* What you should do
Go through the material below and copy all lines with "FcfsScheduler".

((

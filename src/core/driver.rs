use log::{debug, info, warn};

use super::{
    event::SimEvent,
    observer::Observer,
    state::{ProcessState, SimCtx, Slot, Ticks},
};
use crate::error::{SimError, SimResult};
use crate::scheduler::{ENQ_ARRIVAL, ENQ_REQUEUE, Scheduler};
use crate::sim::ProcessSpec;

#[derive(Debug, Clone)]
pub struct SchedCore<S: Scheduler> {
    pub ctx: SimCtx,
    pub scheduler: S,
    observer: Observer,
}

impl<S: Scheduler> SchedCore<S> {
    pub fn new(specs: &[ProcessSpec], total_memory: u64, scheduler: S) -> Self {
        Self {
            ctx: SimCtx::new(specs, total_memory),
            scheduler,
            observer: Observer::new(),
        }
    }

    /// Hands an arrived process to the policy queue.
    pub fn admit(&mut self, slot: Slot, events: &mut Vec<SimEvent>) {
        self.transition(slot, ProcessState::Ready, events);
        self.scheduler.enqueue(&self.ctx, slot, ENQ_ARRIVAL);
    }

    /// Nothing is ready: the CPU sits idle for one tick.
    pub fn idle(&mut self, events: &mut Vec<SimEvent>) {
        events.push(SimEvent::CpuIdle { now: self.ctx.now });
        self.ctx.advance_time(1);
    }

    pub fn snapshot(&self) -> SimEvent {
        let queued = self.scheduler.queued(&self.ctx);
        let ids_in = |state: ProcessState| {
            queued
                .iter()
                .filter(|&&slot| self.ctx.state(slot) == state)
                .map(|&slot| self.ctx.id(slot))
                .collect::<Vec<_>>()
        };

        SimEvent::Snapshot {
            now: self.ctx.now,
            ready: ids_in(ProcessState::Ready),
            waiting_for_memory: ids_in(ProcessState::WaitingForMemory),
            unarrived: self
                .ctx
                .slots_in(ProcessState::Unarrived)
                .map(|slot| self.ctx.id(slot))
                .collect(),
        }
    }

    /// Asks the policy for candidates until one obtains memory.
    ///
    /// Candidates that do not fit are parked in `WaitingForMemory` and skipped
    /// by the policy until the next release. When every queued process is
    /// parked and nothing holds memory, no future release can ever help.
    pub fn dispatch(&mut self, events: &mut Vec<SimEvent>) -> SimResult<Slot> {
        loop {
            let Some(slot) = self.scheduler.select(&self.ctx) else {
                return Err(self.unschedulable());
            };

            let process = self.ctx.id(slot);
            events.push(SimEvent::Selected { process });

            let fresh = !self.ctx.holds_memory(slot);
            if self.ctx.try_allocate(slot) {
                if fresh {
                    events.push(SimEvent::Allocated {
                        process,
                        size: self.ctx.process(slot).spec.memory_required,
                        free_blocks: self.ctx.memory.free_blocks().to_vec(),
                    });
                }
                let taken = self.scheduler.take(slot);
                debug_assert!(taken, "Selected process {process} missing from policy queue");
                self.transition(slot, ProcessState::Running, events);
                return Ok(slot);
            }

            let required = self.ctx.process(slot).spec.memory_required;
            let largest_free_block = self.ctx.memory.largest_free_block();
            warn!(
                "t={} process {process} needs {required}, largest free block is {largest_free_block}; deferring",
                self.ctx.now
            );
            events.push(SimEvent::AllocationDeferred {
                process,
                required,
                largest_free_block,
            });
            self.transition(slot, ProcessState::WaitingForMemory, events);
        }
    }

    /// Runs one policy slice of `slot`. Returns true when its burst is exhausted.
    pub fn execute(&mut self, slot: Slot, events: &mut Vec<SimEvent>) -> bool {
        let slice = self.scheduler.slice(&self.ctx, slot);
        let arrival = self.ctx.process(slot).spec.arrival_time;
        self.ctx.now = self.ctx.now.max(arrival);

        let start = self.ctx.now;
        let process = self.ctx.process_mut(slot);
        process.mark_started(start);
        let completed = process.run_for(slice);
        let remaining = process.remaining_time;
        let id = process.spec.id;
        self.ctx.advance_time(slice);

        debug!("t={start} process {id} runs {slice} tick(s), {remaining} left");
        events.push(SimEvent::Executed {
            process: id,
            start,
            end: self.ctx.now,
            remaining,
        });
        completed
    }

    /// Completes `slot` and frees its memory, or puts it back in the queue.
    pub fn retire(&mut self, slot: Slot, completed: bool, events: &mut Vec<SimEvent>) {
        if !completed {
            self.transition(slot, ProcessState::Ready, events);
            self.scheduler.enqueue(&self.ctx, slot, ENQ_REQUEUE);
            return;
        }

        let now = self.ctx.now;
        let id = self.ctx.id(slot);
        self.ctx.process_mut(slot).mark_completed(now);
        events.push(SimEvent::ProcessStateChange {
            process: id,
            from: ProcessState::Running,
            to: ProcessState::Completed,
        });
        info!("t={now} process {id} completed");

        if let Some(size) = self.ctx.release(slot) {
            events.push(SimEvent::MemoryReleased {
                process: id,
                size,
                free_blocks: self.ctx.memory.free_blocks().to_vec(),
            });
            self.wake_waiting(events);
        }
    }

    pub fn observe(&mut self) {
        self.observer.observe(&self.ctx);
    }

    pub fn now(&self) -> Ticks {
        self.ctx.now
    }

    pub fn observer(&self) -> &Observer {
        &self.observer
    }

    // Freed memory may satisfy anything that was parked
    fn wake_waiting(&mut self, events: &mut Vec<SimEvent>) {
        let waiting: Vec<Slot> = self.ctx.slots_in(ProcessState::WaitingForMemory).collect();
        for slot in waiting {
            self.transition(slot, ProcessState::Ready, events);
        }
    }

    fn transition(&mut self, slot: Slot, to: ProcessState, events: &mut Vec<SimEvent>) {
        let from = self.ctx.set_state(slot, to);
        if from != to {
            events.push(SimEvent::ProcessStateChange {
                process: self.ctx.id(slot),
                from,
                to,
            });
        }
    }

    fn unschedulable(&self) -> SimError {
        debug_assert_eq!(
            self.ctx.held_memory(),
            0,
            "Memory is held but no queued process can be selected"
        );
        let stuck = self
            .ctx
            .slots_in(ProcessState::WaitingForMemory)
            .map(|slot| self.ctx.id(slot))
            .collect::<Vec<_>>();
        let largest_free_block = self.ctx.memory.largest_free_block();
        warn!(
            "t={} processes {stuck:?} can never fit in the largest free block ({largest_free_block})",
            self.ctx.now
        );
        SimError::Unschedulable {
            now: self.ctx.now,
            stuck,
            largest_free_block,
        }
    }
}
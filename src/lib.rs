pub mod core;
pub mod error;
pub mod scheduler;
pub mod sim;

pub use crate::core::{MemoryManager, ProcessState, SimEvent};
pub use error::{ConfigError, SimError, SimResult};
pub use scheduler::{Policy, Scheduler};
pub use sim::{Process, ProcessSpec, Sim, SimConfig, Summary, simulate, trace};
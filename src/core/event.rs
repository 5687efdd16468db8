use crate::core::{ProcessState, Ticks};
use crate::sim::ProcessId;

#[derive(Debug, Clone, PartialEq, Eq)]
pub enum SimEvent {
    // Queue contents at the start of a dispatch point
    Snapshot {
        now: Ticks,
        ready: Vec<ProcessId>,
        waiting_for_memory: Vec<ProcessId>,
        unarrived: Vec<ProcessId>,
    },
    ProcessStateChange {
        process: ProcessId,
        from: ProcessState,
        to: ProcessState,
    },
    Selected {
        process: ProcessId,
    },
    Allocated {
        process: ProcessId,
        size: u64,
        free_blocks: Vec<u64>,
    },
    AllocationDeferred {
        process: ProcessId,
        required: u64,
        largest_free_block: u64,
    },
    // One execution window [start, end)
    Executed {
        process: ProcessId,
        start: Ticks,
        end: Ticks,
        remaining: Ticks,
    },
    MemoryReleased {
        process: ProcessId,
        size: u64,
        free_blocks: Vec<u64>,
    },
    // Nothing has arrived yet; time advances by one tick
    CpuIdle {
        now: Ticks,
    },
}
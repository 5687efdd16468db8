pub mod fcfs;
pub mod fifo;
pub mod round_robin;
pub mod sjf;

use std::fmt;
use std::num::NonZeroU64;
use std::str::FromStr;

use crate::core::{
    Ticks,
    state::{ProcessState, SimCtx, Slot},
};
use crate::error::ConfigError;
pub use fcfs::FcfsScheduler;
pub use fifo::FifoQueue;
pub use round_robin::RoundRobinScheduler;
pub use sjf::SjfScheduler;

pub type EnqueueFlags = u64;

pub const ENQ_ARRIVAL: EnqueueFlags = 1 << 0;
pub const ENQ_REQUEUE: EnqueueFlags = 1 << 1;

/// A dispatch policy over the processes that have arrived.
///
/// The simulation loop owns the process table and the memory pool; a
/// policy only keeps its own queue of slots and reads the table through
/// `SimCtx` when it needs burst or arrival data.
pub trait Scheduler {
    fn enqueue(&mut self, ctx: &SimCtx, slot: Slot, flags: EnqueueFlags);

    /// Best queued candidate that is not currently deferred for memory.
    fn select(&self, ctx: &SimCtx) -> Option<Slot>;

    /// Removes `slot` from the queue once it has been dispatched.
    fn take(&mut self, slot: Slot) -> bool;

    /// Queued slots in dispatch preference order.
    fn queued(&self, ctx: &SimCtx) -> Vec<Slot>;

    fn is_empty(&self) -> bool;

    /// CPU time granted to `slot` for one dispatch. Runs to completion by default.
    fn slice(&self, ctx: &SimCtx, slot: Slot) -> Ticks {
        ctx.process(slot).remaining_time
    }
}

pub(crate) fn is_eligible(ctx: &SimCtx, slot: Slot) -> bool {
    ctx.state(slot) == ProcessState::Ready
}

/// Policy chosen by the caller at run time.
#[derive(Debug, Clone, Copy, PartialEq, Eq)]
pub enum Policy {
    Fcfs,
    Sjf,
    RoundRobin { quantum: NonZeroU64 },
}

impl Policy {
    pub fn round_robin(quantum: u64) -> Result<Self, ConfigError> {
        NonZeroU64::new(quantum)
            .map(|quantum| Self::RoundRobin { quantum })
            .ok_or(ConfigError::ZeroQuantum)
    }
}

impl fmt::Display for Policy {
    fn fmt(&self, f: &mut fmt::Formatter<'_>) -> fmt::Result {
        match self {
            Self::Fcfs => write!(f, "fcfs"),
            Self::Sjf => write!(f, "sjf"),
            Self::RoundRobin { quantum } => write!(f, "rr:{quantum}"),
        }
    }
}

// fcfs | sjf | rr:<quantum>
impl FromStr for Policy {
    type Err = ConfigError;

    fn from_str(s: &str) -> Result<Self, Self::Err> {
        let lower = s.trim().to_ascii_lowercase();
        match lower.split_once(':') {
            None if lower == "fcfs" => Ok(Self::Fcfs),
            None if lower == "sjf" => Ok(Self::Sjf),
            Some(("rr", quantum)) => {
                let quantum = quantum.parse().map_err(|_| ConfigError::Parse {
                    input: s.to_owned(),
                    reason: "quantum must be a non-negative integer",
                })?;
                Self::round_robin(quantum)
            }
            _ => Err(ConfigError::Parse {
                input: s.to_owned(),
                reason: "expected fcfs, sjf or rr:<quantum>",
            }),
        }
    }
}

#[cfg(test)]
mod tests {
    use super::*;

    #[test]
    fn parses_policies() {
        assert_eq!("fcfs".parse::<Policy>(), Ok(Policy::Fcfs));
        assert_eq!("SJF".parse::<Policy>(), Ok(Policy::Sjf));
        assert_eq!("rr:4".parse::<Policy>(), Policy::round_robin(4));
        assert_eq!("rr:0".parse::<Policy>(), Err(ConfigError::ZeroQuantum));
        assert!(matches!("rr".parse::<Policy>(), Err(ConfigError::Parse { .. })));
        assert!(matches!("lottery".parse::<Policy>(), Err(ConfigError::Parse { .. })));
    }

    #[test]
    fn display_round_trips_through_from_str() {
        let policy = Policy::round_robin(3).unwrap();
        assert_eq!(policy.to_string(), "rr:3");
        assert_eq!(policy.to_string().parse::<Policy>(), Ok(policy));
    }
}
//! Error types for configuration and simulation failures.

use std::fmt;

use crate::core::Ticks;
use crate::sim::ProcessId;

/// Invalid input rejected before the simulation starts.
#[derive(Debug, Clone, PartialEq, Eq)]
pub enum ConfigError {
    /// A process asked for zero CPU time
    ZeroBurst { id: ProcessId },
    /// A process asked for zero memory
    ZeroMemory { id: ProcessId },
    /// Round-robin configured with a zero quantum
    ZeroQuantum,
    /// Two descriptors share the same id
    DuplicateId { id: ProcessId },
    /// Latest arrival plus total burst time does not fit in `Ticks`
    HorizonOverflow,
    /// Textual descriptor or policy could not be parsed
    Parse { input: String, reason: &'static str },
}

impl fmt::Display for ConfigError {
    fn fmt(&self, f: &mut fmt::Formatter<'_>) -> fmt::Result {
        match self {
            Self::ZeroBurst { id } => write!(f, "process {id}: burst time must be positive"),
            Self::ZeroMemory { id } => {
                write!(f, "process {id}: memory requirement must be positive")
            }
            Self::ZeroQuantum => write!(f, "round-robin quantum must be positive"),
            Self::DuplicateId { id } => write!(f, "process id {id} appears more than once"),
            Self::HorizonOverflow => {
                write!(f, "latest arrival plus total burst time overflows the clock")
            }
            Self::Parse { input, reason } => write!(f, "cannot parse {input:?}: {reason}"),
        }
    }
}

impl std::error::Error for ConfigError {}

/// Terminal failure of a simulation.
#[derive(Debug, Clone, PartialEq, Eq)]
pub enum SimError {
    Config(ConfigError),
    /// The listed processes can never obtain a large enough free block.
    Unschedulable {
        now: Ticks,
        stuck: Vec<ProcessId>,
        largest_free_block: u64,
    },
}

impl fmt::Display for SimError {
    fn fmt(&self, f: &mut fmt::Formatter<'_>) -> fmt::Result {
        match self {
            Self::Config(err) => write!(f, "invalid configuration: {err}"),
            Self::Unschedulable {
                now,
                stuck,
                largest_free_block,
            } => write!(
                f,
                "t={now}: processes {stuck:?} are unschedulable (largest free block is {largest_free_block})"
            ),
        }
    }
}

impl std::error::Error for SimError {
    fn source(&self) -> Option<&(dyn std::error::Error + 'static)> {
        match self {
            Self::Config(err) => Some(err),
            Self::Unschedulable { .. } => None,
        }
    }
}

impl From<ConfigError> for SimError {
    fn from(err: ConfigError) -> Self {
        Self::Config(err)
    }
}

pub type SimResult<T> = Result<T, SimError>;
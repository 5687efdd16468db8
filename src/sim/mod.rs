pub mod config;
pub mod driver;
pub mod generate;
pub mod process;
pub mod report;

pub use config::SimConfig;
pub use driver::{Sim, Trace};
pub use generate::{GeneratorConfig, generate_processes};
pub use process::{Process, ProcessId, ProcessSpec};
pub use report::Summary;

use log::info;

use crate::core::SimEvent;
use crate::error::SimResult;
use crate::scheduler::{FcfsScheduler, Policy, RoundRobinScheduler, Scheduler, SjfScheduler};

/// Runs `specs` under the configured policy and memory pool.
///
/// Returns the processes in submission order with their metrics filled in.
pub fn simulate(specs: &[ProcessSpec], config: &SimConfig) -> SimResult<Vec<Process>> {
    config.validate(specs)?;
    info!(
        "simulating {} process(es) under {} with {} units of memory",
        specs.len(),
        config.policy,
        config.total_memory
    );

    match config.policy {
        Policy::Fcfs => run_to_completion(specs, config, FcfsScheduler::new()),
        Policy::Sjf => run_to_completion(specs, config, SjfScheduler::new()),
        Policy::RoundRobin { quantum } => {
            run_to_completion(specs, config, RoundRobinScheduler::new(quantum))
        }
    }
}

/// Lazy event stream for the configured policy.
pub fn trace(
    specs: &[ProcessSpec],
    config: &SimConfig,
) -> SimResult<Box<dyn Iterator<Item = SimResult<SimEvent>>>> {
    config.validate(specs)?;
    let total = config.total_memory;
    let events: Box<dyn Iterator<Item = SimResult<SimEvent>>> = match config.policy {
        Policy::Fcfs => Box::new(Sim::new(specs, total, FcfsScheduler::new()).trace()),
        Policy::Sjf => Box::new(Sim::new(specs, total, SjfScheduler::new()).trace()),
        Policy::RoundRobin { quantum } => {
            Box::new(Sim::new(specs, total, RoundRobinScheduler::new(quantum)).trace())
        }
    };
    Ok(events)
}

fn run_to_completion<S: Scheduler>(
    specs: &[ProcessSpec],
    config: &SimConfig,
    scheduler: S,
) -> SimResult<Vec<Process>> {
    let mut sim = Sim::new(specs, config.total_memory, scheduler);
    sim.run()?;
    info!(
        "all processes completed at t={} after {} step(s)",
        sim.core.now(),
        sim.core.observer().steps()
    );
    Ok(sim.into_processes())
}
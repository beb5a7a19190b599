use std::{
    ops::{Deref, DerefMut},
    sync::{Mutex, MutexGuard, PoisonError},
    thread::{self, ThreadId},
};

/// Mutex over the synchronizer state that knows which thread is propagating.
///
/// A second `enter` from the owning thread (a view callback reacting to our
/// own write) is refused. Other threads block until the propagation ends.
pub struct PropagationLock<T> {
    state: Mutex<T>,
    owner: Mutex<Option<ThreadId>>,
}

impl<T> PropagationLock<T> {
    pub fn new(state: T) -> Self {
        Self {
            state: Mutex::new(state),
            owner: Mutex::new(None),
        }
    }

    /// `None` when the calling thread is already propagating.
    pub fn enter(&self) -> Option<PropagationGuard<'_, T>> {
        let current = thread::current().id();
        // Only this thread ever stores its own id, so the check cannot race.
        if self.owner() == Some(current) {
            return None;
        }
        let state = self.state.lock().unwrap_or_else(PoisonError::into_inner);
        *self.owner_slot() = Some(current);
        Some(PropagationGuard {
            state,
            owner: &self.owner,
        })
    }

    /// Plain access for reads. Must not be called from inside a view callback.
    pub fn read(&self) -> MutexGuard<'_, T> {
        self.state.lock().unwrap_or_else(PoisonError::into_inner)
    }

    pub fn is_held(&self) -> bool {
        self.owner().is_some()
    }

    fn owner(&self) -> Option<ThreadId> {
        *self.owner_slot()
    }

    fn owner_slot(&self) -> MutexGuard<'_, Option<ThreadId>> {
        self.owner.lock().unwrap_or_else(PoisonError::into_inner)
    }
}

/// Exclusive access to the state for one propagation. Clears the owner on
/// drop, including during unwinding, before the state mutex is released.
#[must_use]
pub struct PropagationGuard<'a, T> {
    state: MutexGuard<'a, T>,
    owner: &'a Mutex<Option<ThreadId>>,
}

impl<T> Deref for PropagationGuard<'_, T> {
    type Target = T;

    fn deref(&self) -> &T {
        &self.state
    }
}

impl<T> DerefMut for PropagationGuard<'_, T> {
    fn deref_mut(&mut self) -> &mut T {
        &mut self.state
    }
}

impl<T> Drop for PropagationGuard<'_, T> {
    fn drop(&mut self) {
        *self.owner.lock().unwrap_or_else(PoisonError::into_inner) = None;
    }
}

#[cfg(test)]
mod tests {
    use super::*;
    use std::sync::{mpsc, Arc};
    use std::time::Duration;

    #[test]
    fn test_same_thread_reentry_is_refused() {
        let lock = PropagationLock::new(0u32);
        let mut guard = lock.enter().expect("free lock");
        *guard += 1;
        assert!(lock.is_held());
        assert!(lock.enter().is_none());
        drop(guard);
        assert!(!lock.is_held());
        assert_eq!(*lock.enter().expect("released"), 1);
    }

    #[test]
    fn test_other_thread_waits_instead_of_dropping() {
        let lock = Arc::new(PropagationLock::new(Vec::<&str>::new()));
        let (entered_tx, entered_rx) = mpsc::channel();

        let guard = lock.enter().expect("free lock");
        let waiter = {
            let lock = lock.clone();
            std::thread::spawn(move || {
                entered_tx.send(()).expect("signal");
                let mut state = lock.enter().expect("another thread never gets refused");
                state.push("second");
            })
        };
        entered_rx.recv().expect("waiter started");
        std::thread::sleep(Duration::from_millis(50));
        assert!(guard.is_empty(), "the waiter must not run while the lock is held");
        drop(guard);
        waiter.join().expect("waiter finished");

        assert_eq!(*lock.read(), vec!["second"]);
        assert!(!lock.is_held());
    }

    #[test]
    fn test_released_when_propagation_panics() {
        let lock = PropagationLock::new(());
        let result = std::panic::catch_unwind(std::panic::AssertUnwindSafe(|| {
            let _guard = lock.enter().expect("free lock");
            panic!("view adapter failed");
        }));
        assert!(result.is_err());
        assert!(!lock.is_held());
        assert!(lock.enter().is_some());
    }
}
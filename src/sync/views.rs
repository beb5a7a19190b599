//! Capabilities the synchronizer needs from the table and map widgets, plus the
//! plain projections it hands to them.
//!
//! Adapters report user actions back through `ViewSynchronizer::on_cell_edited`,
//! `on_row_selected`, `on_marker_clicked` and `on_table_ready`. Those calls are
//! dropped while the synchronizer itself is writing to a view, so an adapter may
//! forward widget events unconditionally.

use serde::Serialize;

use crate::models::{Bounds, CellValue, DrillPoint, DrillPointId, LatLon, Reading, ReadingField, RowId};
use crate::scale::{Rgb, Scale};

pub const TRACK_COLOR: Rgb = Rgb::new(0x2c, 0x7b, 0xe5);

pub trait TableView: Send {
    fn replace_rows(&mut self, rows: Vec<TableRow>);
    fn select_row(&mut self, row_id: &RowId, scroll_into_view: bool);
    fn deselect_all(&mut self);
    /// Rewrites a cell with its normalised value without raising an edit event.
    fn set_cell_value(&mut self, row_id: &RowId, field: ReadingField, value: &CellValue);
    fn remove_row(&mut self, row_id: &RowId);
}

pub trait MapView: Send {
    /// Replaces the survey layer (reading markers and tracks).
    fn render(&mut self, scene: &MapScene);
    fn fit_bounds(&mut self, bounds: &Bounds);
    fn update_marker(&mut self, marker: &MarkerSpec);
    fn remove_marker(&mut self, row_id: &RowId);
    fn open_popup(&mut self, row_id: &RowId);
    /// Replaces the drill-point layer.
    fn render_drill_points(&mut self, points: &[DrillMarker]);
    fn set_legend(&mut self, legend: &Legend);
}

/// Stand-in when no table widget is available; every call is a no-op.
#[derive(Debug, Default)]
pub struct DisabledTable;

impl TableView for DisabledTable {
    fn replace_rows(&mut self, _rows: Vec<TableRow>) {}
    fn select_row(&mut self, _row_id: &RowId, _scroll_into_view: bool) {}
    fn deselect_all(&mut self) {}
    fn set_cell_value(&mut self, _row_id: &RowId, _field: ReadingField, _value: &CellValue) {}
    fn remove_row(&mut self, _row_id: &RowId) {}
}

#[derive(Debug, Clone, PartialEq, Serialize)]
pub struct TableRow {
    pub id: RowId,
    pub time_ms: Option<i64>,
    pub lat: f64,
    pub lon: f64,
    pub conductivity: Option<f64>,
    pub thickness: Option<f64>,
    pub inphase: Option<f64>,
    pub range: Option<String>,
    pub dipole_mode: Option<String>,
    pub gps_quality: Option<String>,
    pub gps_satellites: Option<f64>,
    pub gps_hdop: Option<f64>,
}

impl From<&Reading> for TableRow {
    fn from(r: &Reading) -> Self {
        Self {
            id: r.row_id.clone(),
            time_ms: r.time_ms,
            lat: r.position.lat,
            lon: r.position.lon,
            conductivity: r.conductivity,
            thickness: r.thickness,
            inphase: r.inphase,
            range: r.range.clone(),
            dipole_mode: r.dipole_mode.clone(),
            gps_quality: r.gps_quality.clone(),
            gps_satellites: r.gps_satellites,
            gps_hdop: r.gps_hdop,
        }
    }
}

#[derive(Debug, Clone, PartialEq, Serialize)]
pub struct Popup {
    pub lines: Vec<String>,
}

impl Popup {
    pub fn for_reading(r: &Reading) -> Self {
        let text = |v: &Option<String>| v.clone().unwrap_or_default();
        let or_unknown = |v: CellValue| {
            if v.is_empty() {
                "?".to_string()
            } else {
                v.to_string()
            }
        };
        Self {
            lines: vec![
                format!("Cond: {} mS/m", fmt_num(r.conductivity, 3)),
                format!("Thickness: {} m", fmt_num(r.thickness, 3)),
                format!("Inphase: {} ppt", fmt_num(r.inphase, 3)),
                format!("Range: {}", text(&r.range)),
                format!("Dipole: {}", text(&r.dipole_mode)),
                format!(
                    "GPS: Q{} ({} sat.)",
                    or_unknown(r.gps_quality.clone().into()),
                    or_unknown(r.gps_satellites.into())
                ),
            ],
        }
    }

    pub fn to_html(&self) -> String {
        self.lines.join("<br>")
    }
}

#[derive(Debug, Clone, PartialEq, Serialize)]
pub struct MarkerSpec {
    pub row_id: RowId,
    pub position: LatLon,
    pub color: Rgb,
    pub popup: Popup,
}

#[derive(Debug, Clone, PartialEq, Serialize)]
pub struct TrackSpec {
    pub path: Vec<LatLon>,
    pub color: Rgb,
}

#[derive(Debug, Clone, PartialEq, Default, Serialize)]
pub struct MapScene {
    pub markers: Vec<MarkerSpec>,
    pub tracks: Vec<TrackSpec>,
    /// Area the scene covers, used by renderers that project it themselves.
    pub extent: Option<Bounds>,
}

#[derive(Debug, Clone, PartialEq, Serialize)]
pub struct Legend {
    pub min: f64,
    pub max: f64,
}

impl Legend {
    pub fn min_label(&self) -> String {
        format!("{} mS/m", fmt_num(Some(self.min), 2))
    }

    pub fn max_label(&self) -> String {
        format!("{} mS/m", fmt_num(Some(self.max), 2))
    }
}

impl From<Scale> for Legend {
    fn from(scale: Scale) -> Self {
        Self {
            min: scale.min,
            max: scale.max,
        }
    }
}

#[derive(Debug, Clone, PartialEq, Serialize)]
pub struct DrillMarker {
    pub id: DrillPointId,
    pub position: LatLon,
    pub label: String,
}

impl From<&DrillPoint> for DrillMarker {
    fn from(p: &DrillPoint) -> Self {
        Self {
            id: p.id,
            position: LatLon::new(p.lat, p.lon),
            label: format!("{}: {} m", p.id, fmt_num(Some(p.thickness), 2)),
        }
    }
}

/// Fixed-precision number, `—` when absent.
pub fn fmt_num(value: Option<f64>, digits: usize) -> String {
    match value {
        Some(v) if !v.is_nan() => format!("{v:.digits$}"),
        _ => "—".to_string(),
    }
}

))

* Solution to the exercise
pub use fcfs::FcfsScheduler;
use crate::scheduler::{FcfsScheduler, Policy, RoundRobinScheduler, Scheduler, SjfScheduler};
        Policy::Fcfs => run_to_completion(specs, config, FcfsScheduler::new()),
        Policy::Fcfs => Box::new(Sim::new(specs, total, FcfsScheduler::new()).trace()),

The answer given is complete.